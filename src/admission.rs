//! Admission control for generation calls.
//!
//! The local backend degrades sharply past a couple of concurrent requests,
//! so at most `max_concurrent` generations may be in flight. The gate never
//! blocks and never queues: a caller that finds it full is turned away
//! immediately and decides for itself whether to retry.

use parking_lot::Mutex;
use std::collections::HashMap;
use std::sync::Arc;
use std::time::Instant;

use crate::error::GenerationError;
use crate::{log_debug, log_info, log_warn};

/// Concurrency limit used when nothing is configured
pub const DEFAULT_MAX_CONCURRENT: usize = 2;

/// One granted concurrency unit
#[derive(Debug, Clone)]
pub struct AdmissionSlot {
    request_id: String,
    acquired_at: Instant,
}

impl AdmissionSlot {
    pub fn request_id(&self) -> &str {
        &self.request_id
    }

    pub fn acquired_at(&self) -> Instant {
        self.acquired_at
    }
}

/// Point-in-time view of the gate
#[derive(Debug, Clone, Copy, PartialEq, Eq)]
pub struct AdmissionSnapshot {
    pub in_flight: usize,
    pub max: usize,
}

#[derive(Debug, Default)]
struct AdmissionState {
    in_flight: usize,
    started: HashMap<String, Instant>,
}

/// Non-blocking concurrency gate in front of the generation backends
#[derive(Debug)]
pub struct AdmissionController {
    max_concurrent: usize,
    state: Mutex<AdmissionState>,
}

impl AdmissionController {
    pub fn new(max_concurrent: usize) -> Self {
        log_info!("Admission controller initialized (max_concurrent: {max_concurrent})");
        Self {
            max_concurrent,
            state: Mutex::new(AdmissionState::default()),
        }
    }

    pub fn max_concurrent(&self) -> usize {
        self.max_concurrent
    }

    pub fn in_flight(&self) -> usize {
        self.state.lock().in_flight
    }

    pub fn snapshot(&self) -> AdmissionSnapshot {
        AdmissionSnapshot {
            in_flight: self.in_flight(),
            max: self.max_concurrent,
        }
    }

    /// Try to take a slot for `request_id`.
    ///
    /// Returns `false` without touching any state when the gate is full or the
    /// id already holds a slot.
    pub fn acquire(&self, request_id: &str) -> bool {
        self.acquire_slot(request_id).is_some()
    }

    fn acquire_slot(&self, request_id: &str) -> Option<AdmissionSlot> {
        let mut state = self.state.lock();

        if state.started.contains_key(request_id) {
            log_warn!("Request {request_id} already holds an admission slot");
            return None;
        }

        if state.in_flight >= self.max_concurrent {
            log_warn!(
                "Request {request_id} rejected ({}/{})",
                state.in_flight,
                self.max_concurrent
            );
            return None;
        }

        let acquired_at = Instant::now();
        state.in_flight += 1;
        state.started.insert(request_id.to_string(), acquired_at);
        log_info!(
            "Request {request_id} acquired slot ({}/{})",
            state.in_flight,
            self.max_concurrent
        );

        Some(AdmissionSlot {
            request_id: request_id.to_string(),
            acquired_at,
        })
    }

    /// Give back the slot held by `request_id`.
    ///
    /// Unknown ids and repeated releases are no-ops, so the counter can never
    /// drop below the number of slots actually held.
    pub fn release(&self, request_id: &str) {
        let mut state = self.state.lock();

        let Some(started) = state.started.remove(request_id) else {
            log_debug!("Release for {request_id} ignored: no slot held");
            return;
        };

        state.in_flight = state.in_flight.saturating_sub(1);
        log_info!(
            "Request {request_id} released slot (duration: {:.1}s, remaining: {}/{})",
            started.elapsed().as_secs_f64(),
            state.in_flight,
            self.max_concurrent
        );
    }

    /// Take a slot that is released automatically when the permit is dropped
    pub fn try_admit(
        self: &Arc<Self>,
        request_id: &str,
    ) -> Result<AdmissionPermit, GenerationError> {
        match self.acquire_slot(request_id) {
            Some(slot) => Ok(AdmissionPermit {
                controller: Arc::clone(self),
                slot,
                released: false,
            }),
            None => {
                let snapshot = self.snapshot();
                Err(GenerationError::AdmissionRejected {
                    current: snapshot.in_flight,
                    max: snapshot.max,
                })
            }
        }
    }
}

impl Default for AdmissionController {
    fn default() -> Self {
        Self::new(DEFAULT_MAX_CONCURRENT)
    }
}

/// RAII handle for a granted slot
#[derive(Debug)]
pub struct AdmissionPermit {
    controller: Arc<AdmissionController>,
    slot: AdmissionSlot,
    released: bool,
}

impl AdmissionPermit {
    pub fn slot(&self) -> &AdmissionSlot {
        &self.slot
    }

    /// Release now instead of at drop
    pub fn release(mut self) {
        self.release_once();
    }

    fn release_once(&mut self) {
        if !self.released {
            self.released = true;
            self.controller.release(&self.slot.request_id);
        }
    }
}

impl Drop for AdmissionPermit {
    fn drop(&mut self) {
        self.release_once();
    }
}
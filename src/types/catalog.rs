//! Curated catalog entries and search preferences

use serde::{Deserialize, Serialize};

use super::units::{CarbUnit, glycemic_load};

/// Difficulty grading used by the curated catalog
#[derive(Debug, Clone, Copy, PartialEq, Eq, Default, Serialize, Deserialize)]
#[serde(rename_all = "lowercase")]
pub enum CatalogDifficulty {
    #[default]
    #[serde(alias = "einfach")]
    Easy,
    #[serde(alias = "mittel")]
    Medium,
    #[serde(alias = "fortgeschritten")]
    Advanced,
}

/// Ingredient line of a catalog recipe
#[derive(Debug, Clone, PartialEq, Serialize, Deserialize)]
pub struct CatalogIngredient {
    pub name: String,
    #[serde(default)]
    pub amount: String,
}

/// Nutrient facts per serving
#[derive(Debug, Clone, Copy, PartialEq, Default, Serialize, Deserialize)]
pub struct NutritionFacts {
    pub calories: u32,
    pub protein: f64,
    /// Carbohydrate grams
    pub carbs: f64,
    pub fat: f64,
    #[serde(default)]
    pub fiber: f64,
}

/// Category flags assigned during curation
#[derive(Debug, Clone, Copy, PartialEq, Eq, Default, Serialize, Deserialize)]
#[serde(default)]
#[allow(clippy::struct_excessive_bools)]
pub struct CategoryFlags {
    pub low_carb: bool,
    pub low_gi: bool,
    pub diabetic_friendly: bool,
    pub vegetarian: bool,
    pub vegan: bool,
    pub gluten_free: bool,
    pub quick: bool,
}

fn default_servings() -> u8 {
    2
}

fn default_glycemic_index() -> u8 {
    50
}

/// A curated, pre-scored recipe.
///
/// Quality score and category flags are fixed at seeding time; the only
/// field this crate ever changes is `usage_count`.
#[derive(Debug, Clone, PartialEq, Serialize, Deserialize)]
pub struct CatalogEntry {
    pub id: u64,
    pub name: String,
    #[serde(default)]
    pub description: String,
    pub ingredients: Vec<CatalogIngredient>,
    #[serde(default)]
    pub instructions: Vec<String>,
    #[serde(default = "default_servings")]
    pub servings: u8,
    #[serde(default)]
    pub prep_time_min: u32,
    #[serde(default)]
    pub cook_time_min: u32,
    #[serde(default)]
    pub difficulty: CatalogDifficulty,
    pub nutrition: NutritionFacts,
    #[serde(default)]
    pub ke: Option<f64>,
    #[serde(default)]
    pub be: Option<f64>,
    #[serde(default = "default_glycemic_index")]
    pub gi: u8,
    #[serde(default)]
    pub gl: Option<f64>,
    #[serde(default)]
    pub categories: CategoryFlags,
    #[serde(default)]
    pub quality_score: f64,
    #[serde(default)]
    pub usage_count: u64,
}

impl CatalogEntry {
    pub fn total_time_min(&self) -> u32 {
        self.prep_time_min + self.cook_time_min
    }

    /// Carbohydrate units per serving, falling back to the derived value
    pub fn carb_units(&self, unit: CarbUnit) -> f64 {
        let stored = match unit {
            CarbUnit::Ke => self.ke,
            CarbUnit::Be => self.be,
        };
        stored.unwrap_or_else(|| unit.from_carbs(self.nutrition.carbs))
    }

    /// Fill in derived KE, BE and glycemic load values missing from seed data
    #[must_use]
    pub fn with_derived_values(mut self) -> Self {
        let carbs = self.nutrition.carbs;
        self.ke.get_or_insert_with(|| CarbUnit::Ke.from_carbs(carbs));
        self.be.get_or_insert_with(|| CarbUnit::Be.from_carbs(carbs));
        let gi = self.gi;
        self.gl.get_or_insert_with(|| glycemic_load(gi, carbs));
        self
    }
}

/// Hard filters applied to catalog candidates.
///
/// Every flag set to `true` must also be set on the entry; ceilings are only
/// enforced when present.
#[derive(Debug, Clone, Copy, PartialEq, Default, Serialize, Deserialize)]
#[serde(default)]
#[allow(clippy::struct_excessive_bools)]
pub struct SearchPreferences {
    pub vegetarian: bool,
    pub vegan: bool,
    pub gluten_free: bool,
    pub low_carb: bool,
    pub low_gi: bool,
    pub diabetic_friendly: bool,
    pub quick: bool,
    /// Maximum carbohydrate grams per serving
    pub max_carbs: Option<f64>,
    /// Maximum glycemic index
    pub max_gi: Option<u8>,
}

impl SearchPreferences {
    /// Whether an entry passes every active filter
    pub fn admits(&self, entry: &CatalogEntry) -> bool {
        let flags = &entry.categories;
        let required = [
            (self.vegetarian, flags.vegetarian),
            (self.vegan, flags.vegan),
            (self.gluten_free, flags.gluten_free),
            (self.low_carb, flags.low_carb),
            (self.low_gi, flags.low_gi),
            (self.diabetic_friendly, flags.diabetic_friendly),
            (self.quick, flags.quick),
        ];
        if required.iter().any(|&(wanted, has)| wanted && !has) {
            return false;
        }

        if let Some(max_carbs) = self.max_carbs
            && entry.nutrition.carbs > max_carbs
        {
            return false;
        }

        self.max_gi.is_none_or(|max_gi| entry.gi <= max_gi)
    }

    /// Preferences implied by free-text diet tags such as `vegan` or `low-carb`
    pub fn from_diet_tags<S: AsRef<str>>(tags: &[S]) -> Self {
        let mut prefs = Self::default();
        for tag in tags {
            match tag.as_ref().to_lowercase().replace(['-', ' '], "_").as_str() {
                "vegetarian" => prefs.vegetarian = true,
                "vegan" => prefs.vegan = true,
                "gluten_free" => prefs.gluten_free = true,
                "low_carb" => prefs.low_carb = true,
                "low_gi" | "low_glycemic" => prefs.low_gi = true,
                "diabetic" | "diabetic_friendly" => prefs.diabetic_friendly = true,
                "quick" => prefs.quick = true,
                _ => {}
            }
        }
        prefs
    }

    /// Combine two sets of preferences, keeping every flag and the tighter ceilings
    #[must_use]
    pub fn merged(self, other: Self) -> Self {
        let tighter = |a: Option<f64>, b: Option<f64>| match (a, b) {
            (Some(a), Some(b)) => Some(a.min(b)),
            (a, b) => a.or(b),
        };
        Self {
            vegetarian: self.vegetarian || other.vegetarian,
            vegan: self.vegan || other.vegan,
            gluten_free: self.gluten_free || other.gluten_free,
            low_carb: self.low_carb || other.low_carb,
            low_gi: self.low_gi || other.low_gi,
            diabetic_friendly: self.diabetic_friendly || other.diabetic_friendly,
            quick: self.quick || other.quick,
            max_carbs: tighter(self.max_carbs, other.max_carbs),
            max_gi: match (self.max_gi, other.max_gi) {
                (Some(a), Some(b)) => Some(a.min(b)),
                (a, b) => a.or(b),
            },
        }
    }
}
//! Carbohydrate units and output language

use serde::{Deserialize, Serialize};
use strum_macros::{Display, EnumString};

/// Carbohydrate exchange unit used for diabetic meal planning.
///
/// Exactly one unit is requested per generation; the prompt and the parsed
/// nutrition block only ever carry that unit.
#[derive(
    Debug, Clone, Copy, PartialEq, Eq, Hash, Default, Serialize, Deserialize, Display, EnumString,
)]
#[strum(ascii_case_insensitive)]
pub enum CarbUnit {
    /// Kohlenhydrateinheit, 10 g carbohydrate
    #[default]
    #[serde(rename = "KE", alias = "ke")]
    #[strum(to_string = "KE")]
    Ke,
    /// Broteinheit, 12 g carbohydrate
    #[serde(rename = "BE", alias = "be")]
    #[strum(to_string = "BE")]
    Be,
}

impl CarbUnit {
    pub const fn grams_per_unit(self) -> f64 {
        match self {
            Self::Ke => 10.0,
            Self::Be => 12.0,
        }
    }

    /// Key used for this unit inside a nutrition block
    pub const fn field_name(self) -> &'static str {
        match self {
            Self::Ke => "ke",
            Self::Be => "be",
        }
    }

    /// Human readable conversion formula embedded in prompts
    pub const fn formula(self) -> &'static str {
        match self {
            Self::Ke => "KE = carbs/10",
            Self::Be => "BE = carbs/12",
        }
    }

    /// Convert carbohydrate grams to this unit, rounded to one decimal
    pub fn from_carbs(self, carbs_grams: f64) -> f64 {
        round_one_decimal(carbs_grams / self.grams_per_unit())
    }
}

/// Glycemic load of a portion: GI * available carbs / 100
pub fn glycemic_load(glycemic_index: u8, carbs_grams: f64) -> f64 {
    round_one_decimal(f64::from(glycemic_index) * carbs_grams / 100.0)
}

fn round_one_decimal(value: f64) -> f64 {
    (value * 10.0).round() / 10.0
}

/// Output language for generated recipes
#[derive(
    Debug, Clone, Copy, PartialEq, Eq, Hash, Default, Serialize, Deserialize, Display, EnumString,
)]
#[serde(rename_all = "lowercase")]
#[strum(serialize_all = "lowercase", ascii_case_insensitive)]
pub enum Language {
    #[default]
    En,
    De,
}

impl Language {
    /// Language name as written into the prompt
    pub const fn prompt_name(self) -> &'static str {
        match self {
            Self::En => "English",
            Self::De => "German",
        }
    }
}

#[cfg(test)]
mod tests {
    use super::*;

    #[test]
    fn test_carb_unit_conversion() {
        assert!((CarbUnit::Ke.from_carbs(45.0) - 4.5).abs() < f64::EPSILON);
        assert!((CarbUnit::Be.from_carbs(8.0) - 0.7).abs() < f64::EPSILON);
        assert!((CarbUnit::Be.from_carbs(0.0)).abs() < f64::EPSILON);
    }

    #[test]
    fn test_carb_unit_parsing() {
        assert_eq!("ke".parse::<CarbUnit>().ok(), Some(CarbUnit::Ke));
        assert_eq!("BE".parse::<CarbUnit>().ok(), Some(CarbUnit::Be));
        assert!("grams".parse::<CarbUnit>().is_err());
        assert_eq!(CarbUnit::Be.to_string(), "BE");
    }

    #[test]
    fn test_glycemic_load() {
        assert!((glycemic_load(15, 8.0) - 1.2).abs() < f64::EPSILON);
        assert!((glycemic_load(70, 50.0) - 35.0).abs() < f64::EPSILON);
    }

    #[test]
    fn test_language_prompt_name() {
        assert_eq!("de".parse::<Language>().ok(), Some(Language::De));
        assert_eq!(Language::De.prompt_name(), "German");
        assert_eq!(Language::default().prompt_name(), "English");
    }
}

### TASK
Among the entries above, which lines include "stored"? List them all.

### RESPONSE AREA
        let stored = match unit {
        stored.unwrap_or_else(|| unit.from_carbs(self.nutrition.carbs))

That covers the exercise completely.